It has been taken as "proving" human-caused warming but in fact it didn't address human influence at all!

What the article does is a type of meta-analysis:  It tries to combine ALL the information on the subject to produce a more reliable conclusion than any single study could do.  Such studies are often relied on in the medical literature due to the deluge of conflicting claims there.

As it happens, I know a little bit about meta-analyses and know how important goodwill is to their usefulness.  To put it bluntly, you can prove just about anything you like in a meta-anaysis by what you select to include.  Selecting the date from which you begin to assemble data is a classic dodge  -- and one that seems to have been used in the present study -- but it gets as crude as  ignoring hundreds of articles and datasets that you simply dislike.

So a good, sincere and unbiased attitude in the researcher is vital.  If you start off with (say) a Warmist bias you will usually produce Warmist results.

As it happens, the bias readily apparent in the present study is mild.  It seems to show only in the chosen starting point for the analysis.  Why 1992 and not (say) the beginning of satellite measurements in 1979?  1992 must just have produced the best results.

But, even so, the results are not spectacular.  As one summary put it:
They’re saying that only E Ant is gaining mass, and that at a low rate, so overall Ant is losing, and Greenland is losing even more. Still – that adds up to 0.6 mm/yr. So it will have to grow if its to become interesting by 2100. And undoubtedly it will, but that means predicting it remains interesting, since (linear) extrapolation is obviously pointless.

In case that's still not clear, the sea-level rise they assert is tiny and even if it continued in a steady way (most unlikely given past known variations in polar ice) it would take 100 years or more to become noticeable.

So the only way in which the study is notable is its claim to produce pooled wisdom  -- and how influential that claim is depends very much on how much we believe in the objectivity of the researchers.  As they would not be in their jobs if they were global warming skeptics,  believing in their objectivity would be quite heroic.  It's just another dodgy appeal to authority

I append the journal abstract.

Higher temperatures over the past two decades have caused the polar ice sheets to melt at an accelerating rate, contributing to an almost half-inch rise in global sea levels, according to the most comprehensive study done so far.

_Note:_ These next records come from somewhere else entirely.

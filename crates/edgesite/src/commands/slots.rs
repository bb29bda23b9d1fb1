//! `slots`: list a site's interface slots and mark the resolved default.

use tabled::Tabled;

use edgesite_api::ControlPlaneClient;
use edgesite_core::{ConnectionType, InterfaceSlot, Reconciler, SlotIndex};

use crate::cli::{GlobalOpts, SlotsArgs};
use crate::error::CliError;
use crate::output;

// ── Table row ───────────────────────────────────────────────────────

#[derive(Tabled)]
struct SlotRow {
    #[tabled(rename = "Index")]
    index: String,
    #[tabled(rename = "Name")]
    name: String,
    #[tabled(rename = "Role")]
    role: String,
    #[tabled(rename = "Subnet")]
    subnet: String,
    #[tabled(rename = "Local IP")]
    local_ip: String,
    #[tabled(rename = "Default")]
    default: String,
}

fn row(slot: &InterfaceSlot, default: &SlotIndex, color: bool) -> SlotRow {
    SlotRow {
        index: slot.index.to_string(),
        name: slot.name.clone().unwrap_or_default(),
        role: slot.role.map(|r| r.to_string()).unwrap_or_default(),
        subnet: slot.subnet.clone().unwrap_or_default(),
        local_ip: slot.local_ip.clone().unwrap_or_default(),
        default: if &slot.index == default {
            output::accent("*", color)
        } else {
            String::new()
        },
    }
}

fn parse_connection_type(raw: &str) -> Result<ConnectionType, CliError> {
    raw.parse().map_err(|_| {
        let known: Vec<String> = ConnectionType::selectable()
            .map(|ct| ct.to_string())
            .collect();
        CliError::Validation {
            field: "connection-type".into(),
            reason: format!(
                "unknown connection type '{raw}' (slot-selectable: {})",
                known.join(", ")
            ),
        }
    })
}

pub async fn handle(
    reconciler: &Reconciler<ControlPlaneClient>,
    args: SlotsArgs,
    global: &GlobalOpts,
) -> Result<(), CliError> {
    let ct = parse_connection_type(&args.connection_type)?;
    let survey = reconciler.survey(&args.site, ct).await?;

    let color = output::should_color(global.color);
    let default = survey.current.index().clone();
    let out = output::render_list(global.output, &survey.slots, |s| row(s, &default, color))?;
    output::print_output(&out, global.quiet);
    output::status(
        &format!("Default slot {default} (resolved by {})", survey.current.source),
        global.quiet,
    );
    Ok(())
}
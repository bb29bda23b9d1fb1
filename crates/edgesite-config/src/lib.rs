//! Named control-plane accounts for edgesite.
//!
//! A `config.toml` holds one profile per account. Loading layers built-in
//! defaults, the file and `EDGESITE_*` variables; API keys come from a
//! named env var, the OS keyring or the file, in that order. The CLI turns
//! the selected profile into an `edgesite_core::ClientConfig`.

use std::collections::HashMap;
use std::path::{Path, PathBuf};
use std::time::Duration;

use directories::ProjectDirs;
use figment::Figment;
use figment::providers::{Env, Format, Serialized, Toml};
use secrecy::SecretString;
use serde::{Deserialize, Serialize};
use thiserror::Error;

use edgesite_core::{ClientConfig, TlsVerification};

/// Keyring service holding API keys; see [`keyring_user`].
pub const KEYRING_SERVICE: &str = "edgesite";

const CONFIG_FILE: &str = "config.toml";
const ENV_PREFIX: &str = "EDGESITE_";

/// Keyring user under which a profile's API key is stored.
pub fn keyring_user(profile_name: &str) -> String {
    format!("{profile_name}/api-key")
}

#[derive(Debug, Error)]
pub enum ConfigError {
    #[error("invalid {field}: {reason}")]
    Validation { field: String, reason: String },

    #[error("profile '{profile}' has no API key (env var, keyring or config file)")]
    NoCredentials { profile: String },

    #[error("cannot encode config as TOML: {0}")]
    Encode(#[from] toml::ser::Error),

    #[error("cannot read config: {0}")]
    Load(Box<figment::Error>),

    #[error(transparent)]
    Io(#[from] std::io::Error),
}

impl From<figment::Error> for ConfigError {
    fn from(err: figment::Error) -> Self {
        Self::Load(Box::new(err))
    }
}

// ── File layout ─────────────────────────────────────────────────────

/// Contents of `config.toml`.
#[derive(Debug, Deserialize, Serialize)]
pub struct Config {
    /// Profile used when `--profile` is not given.
    pub default_profile: Option<String>,

    #[serde(default)]
    pub defaults: Defaults,

    /// Accounts keyed by profile name.
    #[serde(default)]
    pub profiles: HashMap<String, Profile>,
}

impl Default for Config {
    fn default() -> Self {
        Self {
            default_profile: Some("default".into()),
            defaults: Defaults::default(),
            profiles: HashMap::new(),
        }
    }
}

/// Settings a profile inherits unless it overrides them.
#[derive(Debug, Deserialize, Serialize)]
#[serde(default)]
pub struct Defaults {
    /// Output format name, as accepted by `--output`.
    pub output: String,
    pub insecure: bool,
    /// Request timeout in seconds.
    pub timeout: u64,
}

impl Default for Defaults {
    fn default() -> Self {
        Self {
            output: "table".into(),
            insecure: false,
            timeout: 30,
        }
    }
}

/// A named control-plane account.
#[derive(Debug, Clone, Default, Deserialize, Serialize)]
pub struct Profile {
    /// Base URL, e.g. `https://cp.example.net`.
    pub endpoint: String,
    pub account_id: String,
    /// Plaintext key; only read when neither env var nor keyring has one.
    pub api_key: Option<String>,
    /// Name of the env var carrying the key.
    pub api_key_env: Option<String>,
    pub ca_cert: Option<PathBuf>,
    pub insecure: Option<bool>,
    pub timeout: Option<u64>,
}

// ── Load / save ─────────────────────────────────────────────────────

/// Platform config location, `~/.config/edgesite/config.toml` on Linux.
pub fn config_path() -> PathBuf {
    match ProjectDirs::from("com", "edgesite", "edgesite") {
        Some(dirs) => dirs.config_dir().join(CONFIG_FILE),
        None => std::env::var_os("HOME")
            .map_or_else(|| PathBuf::from("."), PathBuf::from)
            .join(".config/edgesite")
            .join(CONFIG_FILE),
    }
}

pub fn load_config() -> Result<Config, ConfigError> {
    load_config_from(&config_path())
}

/// Load from `path`; a missing file leaves the built-in defaults.
pub fn load_config_from(path: &Path) -> Result<Config, ConfigError> {
    Figment::from(Serialized::defaults(Config::default()))
        .merge(Toml::file(path))
        .merge(Env::prefixed(ENV_PREFIX).split("_"))
        .extract()
        .map_err(ConfigError::from)
}

pub fn save_config(cfg: &Config) -> Result<(), ConfigError> {
    save_config_to(cfg, &config_path())
}

pub fn save_config_to(cfg: &Config, path: &Path) -> Result<(), ConfigError> {
    let body = toml::to_string_pretty(cfg)?;
    if let Some(dir) = path.parent() {
        std::fs::create_dir_all(dir)?;
    }
    std::fs::write(path, body)?;
    Ok(())
}

// ── Profile → ClientConfig ──────────────────────────────────────────

fn key_from_env(profile: &Profile) -> Option<String> {
    profile
        .api_key_env
        .as_deref()
        .and_then(|name| std::env::var(name).ok())
}

fn key_from_keyring(profile_name: &str) -> Option<String> {
    keyring::Entry::new(KEYRING_SERVICE, &keyring_user(profile_name))
        .and_then(|entry| entry.get_password())
        .ok()
}

/// API key for a profile. CLI flags are applied by the caller.
pub fn resolve_api_key(profile: &Profile, profile_name: &str) -> Result<SecretString, ConfigError> {
    key_from_env(profile)
        .or_else(|| key_from_keyring(profile_name))
        .or_else(|| profile.api_key.clone())
        .map(SecretString::from)
        .ok_or_else(|| ConfigError::NoCredentials {
            profile: profile_name.into(),
        })
}

/// TLS strategy for a profile: `insecure` wins over a custom CA.
pub fn tls_for(profile: &Profile, defaults: &Defaults) -> TlsVerification {
    match (profile.insecure.unwrap_or(defaults.insecure), &profile.ca_cert) {
        (true, _) => TlsVerification::DangerAcceptInvalid,
        (false, Some(ca)) => TlsVerification::CustomCa(ca.clone()),
        (false, None) => TlsVerification::SystemDefaults,
    }
}

pub fn parse_endpoint(raw: &str) -> Result<url::Url, ConfigError> {
    raw.parse().map_err(|_| ConfigError::Validation {
        field: "endpoint".into(),
        reason: format!("invalid URL: {raw}"),
    })
}

pub fn profile_to_client_config(
    profile: &Profile,
    profile_name: &str,
    defaults: &Defaults,
) -> Result<ClientConfig, ConfigError> {
    let endpoint = parse_endpoint(&profile.endpoint)?;
    if profile.account_id.trim().is_empty() {
        return Err(ConfigError::Validation {
            field: "account_id".into(),
            reason: format!("profile '{profile_name}' has no account id"),
        });
    }

    Ok(ClientConfig {
        endpoint,
        account_id: profile.account_id.clone(),
        api_key: resolve_api_key(profile, profile_name)?,
        tls: tls_for(profile, defaults),
        timeout: Duration::from_secs(profile.timeout.unwrap_or(defaults.timeout)),
    })
}
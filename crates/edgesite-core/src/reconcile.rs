// ── Convergence orchestrator ──
//
// Sequences validation, slot resolution, the optional reassignment,
// range/interface updates and hydration for one site. Every remote call
// is awaited before the next is issued; the first failure ends the
// invocation and no automatic retry is attempted.

use edgesite_api::types::SiteSnapshot;
use strum::Display;
use tracing::{info, warn};

use crate::apply::{apply_native_range, general_details_update};
use crate::control::ControlPlane;
use crate::error::{CoreError, Step};
use crate::hydrate::hydrate;
use crate::model::{ConnectionType, SiteConfig, SiteLocation, SlotIndex};
use crate::reassign::{Reassignment, execute, plan_reassignment};
use crate::resolve::{ResolvedSlot, SlotSurvey, resolve_default_slot};
use crate::validate::{DesiredState, validate};

/// Orchestrator state, logged on every transition.
#[derive(Debug, Clone, Copy, PartialEq, Eq, Display)]
#[strum(serialize_all = "snake_case")]
pub enum Phase {
    Establishing,
    Validating,
    Resolving,
    Reassigning,
    Updating,
    Hydrating,
    Converged,
    Failed,
}

/// Result of a successful establish / converge.
#[derive(Debug, Clone, PartialEq, Eq)]
pub struct Convergence {
    pub observed: SiteConfig,
    /// `(from, to)` when the default interface was moved.
    pub reassigned: Option<(SlotIndex, SlotIndex)>,
    pub location_updated: bool,
}

/// What an establish / converge would do, computed without mutation.
#[derive(Debug, Clone)]
pub struct Plan {
    pub site_id: String,
    pub site_name: String,
    pub current: ResolvedSlot,
    pub target: SlotIndex,
    pub reassignment: Option<Reassignment>,
    pub location_update: bool,
}

/// Converges sites against a [`ControlPlane`].
pub struct Reconciler<C> {
    cp: C,
}

impl<C: ControlPlane> Reconciler<C> {
    pub fn new(cp: C) -> Self {
        Self { cp }
    }

    pub fn control_plane(&self) -> &C {
        &self.cp
    }

    /// First convergence of a site that has no tracked state yet.
    pub async fn establish(&self, declared: &SiteConfig) -> Result<Convergence, CoreError> {
        info!(site = %declared.site_id, phase = %Phase::Establishing);
        let result = self.run(declared, None).await;
        finish(&declared.site_id, result)
    }

    /// Re-converge a tracked site. The connection type and site id are
    /// immutable and checked against `prior` before any remote call.
    pub async fn converge(
        &self,
        declared: &SiteConfig,
        prior: &SiteConfig,
    ) -> Result<Convergence, CoreError> {
        info!(site = %declared.site_id, phase = %Phase::Establishing);
        let result = match check_immutable(declared, prior) {
            Ok(()) => self.run(declared, Some(prior)).await,
            Err(e) => Err(e),
        };
        finish(&declared.site_id, result)
    }

    /// Refresh tracked state without mutating anything. `None` means the
    /// site no longer exists.
    pub async fn read(&self, prior: &SiteConfig) -> Result<Option<SiteConfig>, CoreError> {
        let Some(snapshot) = self.read_site(&prior.site_id).await? else {
            info!(site = %prior.site_id, "site no longer exists");
            return Ok(None);
        };
        check_connection_type(&snapshot, prior.connection_type)?;
        hydrate(&self.cp, &snapshot, prior.connection_type, prior)
            .await
            .map(Some)
    }

    /// Validate and resolve, reporting whether a reassignment would run.
    pub async fn plan(
        &self,
        declared: &SiteConfig,
        prior: Option<&SiteConfig>,
    ) -> Result<Plan, CoreError> {
        if let Some(prior) = prior {
            check_immutable(declared, prior)?;
        }
        let desired = validate(declared)?;
        let snapshot = self.require_site(&desired).await?;
        let survey =
            resolve_default_slot(&self.cp, &desired.site_id, desired.connection_type).await?;

        let reassignment = if survey.current.slot.index == desired.slot {
            None
        } else {
            Some(plan_reassignment(&survey, &desired)?)
        };
        let (prev_description, prev_location) = previous_details(&snapshot, prior);

        Ok(Plan {
            site_id: desired.site_id.clone(),
            site_name: snapshot.name,
            current: survey.current,
            target: desired.slot,
            reassignment,
            location_update: general_details_update(
                declared,
                prev_description.as_deref(),
                prev_location.as_ref(),
            )
            .is_some(),
        })
    }

    /// Remove a site. A site that is already gone counts as removed.
    pub async fn teardown(&self, site_id: &str) -> Result<(), CoreError> {
        if self.read_site(site_id).await?.is_none() {
            info!(site = site_id, "site already absent");
            return Ok(());
        }

        match self.cp.remove_site(site_id).await {
            Ok(()) => {
                info!(site = site_id, "site removed");
                Ok(())
            }
            Err(e) if e.is_not_found() => {
                info!(site = site_id, "site disappeared before removal");
                Ok(())
            }
            Err(e) => Err(CoreError::remote(site_id, Step::RemoveSite, e)),
        }
    }

    /// Every interface slot of a site plus the resolved default.
    pub async fn survey(
        &self,
        site_id: &str,
        connection_type: ConnectionType,
    ) -> Result<SlotSurvey, CoreError> {
        resolve_default_slot(&self.cp, site_id, connection_type).await
    }

    // ── Internals ────────────────────────────────────────────────────

    async fn run(
        &self,
        declared: &SiteConfig,
        prior: Option<&SiteConfig>,
    ) -> Result<Convergence, CoreError> {
        let site = declared.site_id.as_str();

        info!(site, phase = %Phase::Validating);
        let desired = validate(declared)?;

        info!(site, phase = %Phase::Resolving);
        let mut snapshot = self.require_site(&desired).await?;
        let survey = resolve_default_slot(&self.cp, site, desired.connection_type).await?;

        let reassigned = if survey.current.slot.index == desired.slot {
            None
        } else {
            info!(
                site,
                phase = %Phase::Reassigning,
                from = %survey.current.slot.index,
                to = %desired.slot
            );
            let reassignment = plan_reassignment(&survey, &desired)?;
            execute(&self.cp, &desired, &reassignment).await?;
            Some((reassignment.from, reassignment.to))
        };

        info!(site, phase = %Phase::Updating);
        apply_native_range(&self.cp, &desired).await?;

        let (prev_description, prev_location) = previous_details(&snapshot, prior);
        let details = general_details_update(
            declared,
            prev_description.as_deref(),
            prev_location.as_ref(),
        );
        let location_updated = details.is_some();
        if let Some(body) = details {
            info!(site, "updating site general details");
            self.cp
                .update_site_general_details(site, &body)
                .await
                .map_err(|e| CoreError::remote(site, Step::UpdateLocation, e))?;
            snapshot = self.require_site(&desired).await?;
        }

        info!(site, phase = %Phase::Hydrating);
        let observed = hydrate(&self.cp, &snapshot, desired.connection_type, declared).await?;

        Ok(Convergence {
            observed,
            reassigned,
            location_updated,
        })
    }

    async fn read_site(&self, site_id: &str) -> Result<Option<SiteSnapshot>, CoreError> {
        match self.cp.get_site(site_id).await {
            Ok(snapshot) => Ok(Some(snapshot)),
            Err(e) if e.is_not_found() => Ok(None),
            Err(e) => Err(CoreError::remote(site_id, Step::ReadSite, e)),
        }
    }

    async fn require_site(&self, desired: &DesiredState) -> Result<SiteSnapshot, CoreError> {
        let snapshot = self
            .read_site(&desired.site_id)
            .await?
            .ok_or_else(|| CoreError::SiteNotFound {
                site: desired.site_id.clone(),
            })?;
        check_connection_type(&snapshot, desired.connection_type)?;
        Ok(snapshot)
    }
}

fn finish(
    site: &str,
    result: Result<Convergence, CoreError>,
) -> Result<Convergence, CoreError> {
    match &result {
        Ok(c) => info!(site, phase = %Phase::Converged, reassigned = c.reassigned.is_some()),
        Err(e) => warn!(site, phase = %Phase::Failed, error = %e),
    }
    result
}

fn check_immutable(declared: &SiteConfig, prior: &SiteConfig) -> Result<(), CoreError> {
    if declared.site_id != prior.site_id {
        return Err(CoreError::SiteMismatch {
            declared: declared.site_id.clone(),
            tracked: prior.site_id.clone(),
        });
    }
    if declared.connection_type != prior.connection_type {
        return Err(CoreError::ConnectionTypeChanged {
            site: declared.site_id.clone(),
            current: prior.connection_type,
            requested: declared.connection_type,
        });
    }
    Ok(())
}

fn check_connection_type(
    snapshot: &SiteSnapshot,
    declared: ConnectionType,
) -> Result<(), CoreError> {
    if snapshot.connection_type == declared.to_string() {
        Ok(())
    } else {
        Err(CoreError::ConnectionTypeMismatch {
            site: snapshot.id.clone(),
            remote: snapshot.connection_type.clone(),
            declared,
        })
    }
}

/// Description and location to diff against: the prior observed state
/// when there is one, the live snapshot otherwise.
fn previous_details(
    snapshot: &SiteSnapshot,
    prior: Option<&SiteConfig>,
) -> (Option<String>, Option<SiteLocation>) {
    match prior {
        Some(p) => (p.description.clone(), p.location.clone()),
        None => (
            snapshot.description.clone(),
            snapshot.site_location.as_ref().map(SiteLocation::from),
        ),
    }
}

Scientists long have struggled to get a fix on whether the permanent ice sheets of Greenland and Antarctica are gaining or losing ice. Past satellite-based measurements either were limited in scope or suffered from methodological inconsistencies.

The new study, published Thursday in the journal Science, estimates that the melting of the ice sheets as a whole has raised global sea levels by 11.1 millimeters (0.43 inch) since 1992. That represents one-fifth of the total sea-level increase recorded in that period.

In the 1990s, melting of the polar ice sheets was responsible for about 10% of the global sea-level rise, but now it represents about 30%, the data suggest.

Higher temperatures can raise sea levels in several ways. Some estimates suggest that roughly half of the increase relates to the thermal expansion of the oceans: as the water warms, it becomes less dense and expands.

Another source is the runoff from melting glaciers. A third is the increased melting of the ice sheets of Antarctica and Greenland.

Greenland in particular has seen a greater melting of its permanent ice. One reason is that Northern Hemisphere ocean currents are warmer, which leads to more vigorous melting.

In addition, the air temperature in Greenland is much warmer than that in the Antarctic, so a rise in temperature in Greenland has a more profound effect.

"If you extrapolate these results, Greenland is going to be a serious contributor to global sea-level rise" in coming years, said Peter Wadhams, a professor of ocean physics at the University of Cambridge, England, who wasn't involved in the Science study. "Its contribution, relative to other sources, is becoming greater and greater," he said.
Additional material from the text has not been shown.